*Required action*: Because the material must match the original, reproduce every line of it exactly.
╔══
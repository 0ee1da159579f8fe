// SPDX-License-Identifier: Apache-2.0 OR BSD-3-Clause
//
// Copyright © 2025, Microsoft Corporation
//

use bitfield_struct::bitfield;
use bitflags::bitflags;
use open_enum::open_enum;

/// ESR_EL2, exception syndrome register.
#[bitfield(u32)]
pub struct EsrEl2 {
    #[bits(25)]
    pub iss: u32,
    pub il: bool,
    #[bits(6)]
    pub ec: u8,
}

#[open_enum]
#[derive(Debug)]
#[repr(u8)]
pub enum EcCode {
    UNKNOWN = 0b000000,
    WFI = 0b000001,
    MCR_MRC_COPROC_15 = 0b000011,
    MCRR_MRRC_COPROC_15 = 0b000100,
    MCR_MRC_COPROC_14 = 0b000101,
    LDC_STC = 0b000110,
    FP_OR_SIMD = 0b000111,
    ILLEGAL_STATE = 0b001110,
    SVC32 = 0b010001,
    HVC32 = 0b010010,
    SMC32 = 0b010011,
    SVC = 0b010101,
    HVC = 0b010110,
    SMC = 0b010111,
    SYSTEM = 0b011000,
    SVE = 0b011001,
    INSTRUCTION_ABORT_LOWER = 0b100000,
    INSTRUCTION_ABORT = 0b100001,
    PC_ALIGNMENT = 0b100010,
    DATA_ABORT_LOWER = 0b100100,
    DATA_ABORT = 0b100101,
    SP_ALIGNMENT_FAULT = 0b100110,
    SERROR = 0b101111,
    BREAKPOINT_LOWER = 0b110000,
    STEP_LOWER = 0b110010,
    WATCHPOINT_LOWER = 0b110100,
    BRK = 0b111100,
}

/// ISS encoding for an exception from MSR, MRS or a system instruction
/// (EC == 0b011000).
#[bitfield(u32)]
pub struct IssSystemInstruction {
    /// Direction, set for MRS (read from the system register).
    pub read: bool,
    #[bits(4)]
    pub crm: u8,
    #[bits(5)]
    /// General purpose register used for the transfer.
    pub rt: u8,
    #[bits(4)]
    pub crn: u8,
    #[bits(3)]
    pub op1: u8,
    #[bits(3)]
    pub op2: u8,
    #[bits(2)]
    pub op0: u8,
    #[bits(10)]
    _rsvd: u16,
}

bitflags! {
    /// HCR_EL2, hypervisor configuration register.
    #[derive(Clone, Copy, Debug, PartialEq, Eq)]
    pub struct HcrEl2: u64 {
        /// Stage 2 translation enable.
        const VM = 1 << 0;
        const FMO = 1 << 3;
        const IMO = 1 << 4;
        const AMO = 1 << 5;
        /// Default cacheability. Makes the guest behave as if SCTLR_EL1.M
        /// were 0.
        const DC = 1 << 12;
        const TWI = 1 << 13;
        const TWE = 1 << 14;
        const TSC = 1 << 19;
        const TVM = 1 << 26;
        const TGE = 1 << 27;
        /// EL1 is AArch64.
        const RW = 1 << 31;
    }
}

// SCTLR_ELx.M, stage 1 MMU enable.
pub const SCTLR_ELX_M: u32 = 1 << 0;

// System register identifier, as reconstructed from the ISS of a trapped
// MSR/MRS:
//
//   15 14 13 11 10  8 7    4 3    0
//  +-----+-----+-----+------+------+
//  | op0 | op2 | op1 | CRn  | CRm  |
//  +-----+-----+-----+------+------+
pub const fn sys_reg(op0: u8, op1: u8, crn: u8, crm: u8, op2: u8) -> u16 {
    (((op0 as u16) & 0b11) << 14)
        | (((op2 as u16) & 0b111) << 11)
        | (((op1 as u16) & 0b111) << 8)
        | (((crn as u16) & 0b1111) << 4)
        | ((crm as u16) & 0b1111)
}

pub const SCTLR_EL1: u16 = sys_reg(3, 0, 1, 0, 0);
╚══
*Written solution*:
repository 0ee1da159579f8fe
// SPDX-License-Identifier: Apache-2.0 OR BSD-3-Clause
//
// Copyright © 2025, Microsoft Corporation
//

use bitfield_struct::bitfield;
use bitflags::bitflags;
use open_enum::open_enum;

/// ESR_EL2, exception syndrome register.
#[bitfield(u32)]
pub struct EsrEl2 {
    #[bits(25)]
    pub iss: u32,
    pub il: bool,
    #[bits(6)]
    pub ec: u8,
}

#[open_enum]
#[derive(Debug)]
#[repr(u8)]
pub enum EcCode {
    UNKNOWN = 0b000000,
    WFI = 0b000001,
    MCR_MRC_COPROC_15 = 0b000011,
    MCRR_MRRC_COPROC_15 = 0b000100,
    MCR_MRC_COPROC_14 = 0b000101,
    LDC_STC = 0b000110,
    FP_OR_SIMD = 0b000111,
    ILLEGAL_STATE = 0b001110,
    SVC32 = 0b010001,
    HVC32 = 0b010010,
    SMC32 = 0b010011,
    SVC = 0b010101,
    HVC = 0b010110,
    SMC = 0b010111,
    SYSTEM = 0b011000,
    SVE = 0b011001,
    INSTRUCTION_ABORT_LOWER = 0b100000,
    INSTRUCTION_ABORT = 0b100001,
    PC_ALIGNMENT = 0b100010,
    DATA_ABORT_LOWER = 0b100100,
    DATA_ABORT = 0b100101,
    SP_ALIGNMENT_FAULT = 0b100110,
    SERROR = 0b101111,
    BREAKPOINT_LOWER = 0b110000,
    STEP_LOWER = 0b110010,
    WATCHPOINT_LOWER = 0b110100,
    BRK = 0b111100,
}

/// ISS encoding for an exception from MSR, MRS or a system instruction
/// (EC == 0b011000).
#[bitfield(u32)]
pub struct IssSystemInstruction {
    /// Direction, set for MRS (read from the system register).
    pub read: bool,
    #[bits(4)]
    pub crm: u8,
    #[bits(5)]
    /// General purpose register used for the transfer.
    pub rt: u8,
    #[bits(4)]
    pub crn: u8,
    #[bits(3)]
    pub op1: u8,
    #[bits(3)]
    pub op2: u8,
    #[bits(2)]
    pub op0: u8,
    #[bits(10)]
    _rsvd: u16,
}

bitflags! {
    /// HCR_EL2, hypervisor configuration register.
    #[derive(Clone, Copy, Debug, PartialEq, Eq)]
    pub struct HcrEl2: u64 {
        /// Stage 2 translation enable.
        const VM = 1 << 0;
        const FMO = 1 << 3;
        const IMO = 1 << 4;
        const AMO = 1 << 5;
        /// Default cacheability. Makes the guest behave as if SCTLR_EL1.M
        /// were 0.
        const DC = 1 << 12;
        const TWI = 1 << 13;
        const TWE = 1 << 14;
        const TSC = 1 << 19;
        const TVM = 1 << 26;
        const TGE = 1 << 27;
        /// EL1 is AArch64.
        const RW = 1 << 31;
    }
}

// SCTLR_ELx.M, stage 1 MMU enable.
pub const SCTLR_ELX_M: u32 = 1 << 0;

// System register identifier, as reconstructed from the ISS of a trapped
// MSR/MRS:
//
//   15 14 13 11 10  8 7    4 3    0
//  +-----+-----+-----+------+------+
//  | op0 | op2 | op1 | CRn  | CRm  |
//  +-----+-----+-----+------+------+
pub const fn sys_reg(op0: u8, op1: u8, crn: u8, crm: u8, op2: u8) -> u16 {
    (((op0 as u16) & 0b11) << 14)
        | (((op2 as u16) & 0b111) << 11)
        | (((op1 as u16) & 0b111) << 8)
        | (((crn as u16) & 0b1111) << 4)
        | ((crm as u16) & 0b1111)
}

pub const SCTLR_EL1: u16 = sys_reg(3, 0, 1, 0, 0);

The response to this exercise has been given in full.